(Saved entries)
=====
//! Asset management endpoints

use axum::{
    extract::{Path, Query, State},
    http::StatusCode,
    Json,
};
use serde::Deserialize;
use utoipa::ToSchema;

use crate::{
    error::AppResult,
    models::asset::{Asset, AssetQuery, AssignAsset, CreateAsset, UpdateAsset},
    AppState,
};

use super::AuthenticatedUser;

/// Write-off request body
#[derive(Deserialize, ToSchema)]
pub struct WriteOffRequest {
    /// Reason recorded in the asset history
    pub reason: Option<String>,
}

/// List assets with optional filters
#[utoipa::path(
    get,
    path = "/assets",
    tag = "assets",
    security(("bearer_auth" = [])),
    params(AssetQuery),
    responses(
        (status = 200, description = "Assets", body = Vec<Asset>)
    )
)]
pub async fn list_assets(
    State(state): State<AppState>,
    AuthenticatedUser(claims): AuthenticatedUser,
    Query(query): Query<AssetQuery>,
) -> AppResult<Json<Vec<Asset>>> {
    claims.require_read()?;
    let assets = state.services.assets.list(&query).await?;
    Ok(Json(assets))
}

/// Get one asset
#[utoipa::path(
    get,
    path = "/assets/{id}",
    tag = "assets",
    security(("bearer_auth" = [])),
    params(("id" = i32, Path, description = "Asset ID")),
    responses(
        (status = 200, description = "Asset", body = Asset),
        (status = 404, description = "Asset not found")
    )
)]
pub async fn get_asset(
    State(state): State<AppState>,
    AuthenticatedUser(claims): AuthenticatedUser,
    Path(id): Path<i32>,
) -> AppResult<Json<Asset>> {
    claims.require_read()?;
    let asset = state.services.assets.get(id).await?;
    Ok(Json(asset))
}

/// Register an asset manually
#[utoipa::path(
    post,
    path = "/assets",
    tag = "assets",
    security(("bearer_auth" = [])),
    request_body = CreateAsset,
    responses(
        (status = 201, description = "Asset created", body = Asset),
        (status = 400, description = "Invalid payload")
    )
)]
pub async fn create_asset(
    State(state): State<AppState>,
    AuthenticatedUser(claims): AuthenticatedUser,
    Json(request): Json<CreateAsset>,
) -> AppResult<(StatusCode, Json<Asset>)> {
    claims.require_write()?;
    let asset = state.services.assets.create(request).await?;
    Ok((StatusCode::CREATED, Json(asset)))
}

/// Update an asset
#[utoipa::path(
    put,
    path = "/assets/{id}",
    tag = "assets",
    security(("bearer_auth" = [])),
    params(("id" = i32, Path, description = "Asset ID")),
    request_body = UpdateAsset,
    responses(
        (status = 200, description = "Asset updated", body = Asset),
        (status = 404, description = "Asset not found")
    )
)]
pub async fn update_asset(
    State(state): State<AppState>,
    AuthenticatedUser(claims): AuthenticatedUser,
    Path(id): Path<i32>,
    Json(request): Json<UpdateAsset>,
) -> AppResult<Json<Asset>> {
    claims.require_write()?;
    let asset = state.services.assets.update(id, request).await?;
    Ok(Json(asset))
}

/// Delete an asset
#[utoipa::path(
    delete,
    path = "/assets/{id}",
    tag = "assets",
    security(("bearer_auth" = [])),
    params(("id" = i32, Path, description = "Asset ID")),
    responses(
        (status = 204, description = "Asset deleted"),
        (status = 404, description = "Asset not found"),
        (status = 422, description = "Asset is assigned")
    )
)]
pub async fn delete_asset(
    State(state): State<AppState>,
    AuthenticatedUser(claims): AuthenticatedUser,
    Path(id): Path<i32>,
) -> AppResult<StatusCode> {
    claims.require_write()?;
    state.services.assets.delete(id).await?;
    Ok(StatusCode::NO_CONTENT)
}

/// Assign an available asset to an employee
#[utoipa::path(
    post,
    path = "/assets/{id}/assign",
    tag = "assets",
    security(("bearer_auth" = [])),
    params(("id" = i32, Path, description = "Asset ID")),
    request_body = AssignAsset,
    responses(
        (status = 200, description = "Asset assigned", body = Asset),
        (status = 404, description = "Asset or employee not found"),
        (status = 422, description = "Asset not available")
    )
)]
pub async fn assign_asset(
    State(state): State<AppState>,
    AuthenticatedUser(claims): AuthenticatedUser,
    Path(id): Path<i32>,
    Json(request): Json<AssignAsset>,
) -> AppResult<Json<Asset>> {
    claims.require_write()?;
    let asset = state.services.assets.assign(id, request.employee_id).await?;
    Ok(Json(asset))
}

/// Return an asset to stock
#[utoipa::path(
    post,
    path = "/assets/{id}/unassign",
    tag = "assets",
    security(("bearer_auth" = [])),
    params(("id" = i32, Path, description = "Asset ID")),
    responses(
        (status = 200, description = "Asset returned to stock", body = Asset),
        (status = 404, description = "Asset not found"),
        (status = 422, description = "Asset not assigned")
    )
)]
pub async fn unassign_asset(
    State(state): State<AppState>,
    AuthenticatedUser(claims): AuthenticatedUser,
    Path(id): Path<i32>,
) -> AppResult<Json<Asset>> {
    claims.require_write()?;
    let asset = state.services.assets.unassign(id).await?;
    Ok(Json(asset))
}

/// Write off an asset (baixa patrimonial)
#[utoipa::path(
    post,
    path = "/assets/{id}/write-off",
    tag = "assets",
    security(("bearer_auth" = [])),
    params(("id" = i32, Path, description = "Asset ID")),
    request_body = WriteOffRequest,
    responses(
        (status = 200, description = "Asset written off", body = Asset),
        (status = 404, description = "Asset not found"),
        (status = 422, description = "Asset already written off")
    )
)]
pub async fn write_off_asset(
    State(state): State<AppState>,
    AuthenticatedUser(claims): AuthenticatedUser,
    Path(id): Path<i32>,
    Json(request): Json<WriteOffRequest>,
) -> AppResult<Json<Asset>> {
    claims.require_write()?;
    let asset = state.services.assets.write_off(id, request.reason).await?;
    Ok(Json(asset))
}
//! Physical audit service

use chrono::Utc;
use validator::Validate;

use crate::{
    error::{AppError, AppResult},
    models::{
        asset::HistoryEntry,
        audit::{AuditEntry, AuditSession, AuditStatus, CreateAudit, CreateAuditEntry},
        request::RequestStatus,
    },
    repository::Repository,
};

#[derive(Clone)]
pub struct AuditsService {
    repository: Repository,
}

impl AuditsService {
    pub fn new(repository: Repository) -> Self {
        Self { repository }
    }

    pub async fn list(&self) -> AppResult<Vec<AuditSession>> {
        self.repository.audits.list().await
    }

    pub async fn get(&self, id: i32) -> AppResult<AuditSession> {
        self.repository.audits.get_by_id(id).await
    }

    pub async fn create(&self, data: CreateAudit) -> AppResult<AuditSession> {
        data.validate()
            .map_err(|e| AppError::Validation(e.to_string()))?;
        self.repository.audits.create(&data).await
    }

    /// Record one scanned asset in an open session. Each asset can be
    /// noted at most once per session. A missing asset flags its
    /// delivered requests for reconciliation (Confronto).
    pub async fn add_entry(&self, id: i32, data: CreateAuditEntry) -> AppResult<AuditSession> {
        let session = self.repository.audits.get_by_id(id).await?;
        if session.status != AuditStatus::Aberta {
            return Err(AppError::BusinessRule(
                "Audit session is closed and does not accept entries".to_string(),
            ));
        }
        if session
            .entries
            .0
            .iter()
            .any(|e| e.asset_id == data.asset_id)
        {
            return Err(AppError::Conflict(format!(
                "Asset {} was already noted in this session",
                data.asset_id
            )));
        }

        let asset = self.repository.assets.get_by_id(data.asset_id).await?;

        let mut entries = session.entries.0.clone();
        entries.push(AuditEntry {
            asset_id: data.asset_id,
            found: data.found,
            condition: data.condition,
            noted_at: Utc::now(),
            notes: data.notes,
        });
        let session = self.repository.audits.update_entries(id, &entries).await?;

        if !data.found {
            let entry = HistoryEntry::new(
                "Não localizado em auditoria",
                Some(format!("Sessão: {}", session.label)),
            );
            self.repository.assets.append_history(asset.id, entry).await?;
            self.flag_delivered_requests(asset.id).await?;
        }

        Ok(session)
    }

    /// Close an open session
    pub async fn close(&self, id: i32) -> AppResult<AuditSession> {
        let session = self.repository.audits.get_by_id(id).await?;
        if session.status != AuditStatus::Aberta {
            return Err(AppError::BusinessRule(
                "Audit session is already closed".to_string(),
            ));
        }
        self.repository.audits.close(id).await
    }

    /// Delivered requests resolving to a missing asset go to Confronto
    async fn flag_delivered_requests(&self, asset_id: i32) -> AppResult<()> {
        let requests = self
            .repository
            .requests
            .find_by_linked_asset(asset_id)
            .await?;
        for request in requests {
            if request.status.can_become(RequestStatus::Confronto) {
                self.repository
                    .requests
                    .set_status(request.id, RequestStatus::Confronto)
                    .await?;
                tracing::warn!(
                    request_id = request.id,
                    asset_id,
                    "request flagged for audit reconciliation"
                );
            }
        }
        Ok(())
    }
}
=====
**Task prompt:** Every line in the records above with the string "AppError" in it should be shown.

**Response:**
    error::{AppError, AppResult},
            .map_err(|e| AppError::Validation(e.to_string()))?;
            return Err(AppError::BusinessRule(
            return Err(AppError::Conflict(format!(
            return Err(AppError::BusinessRule(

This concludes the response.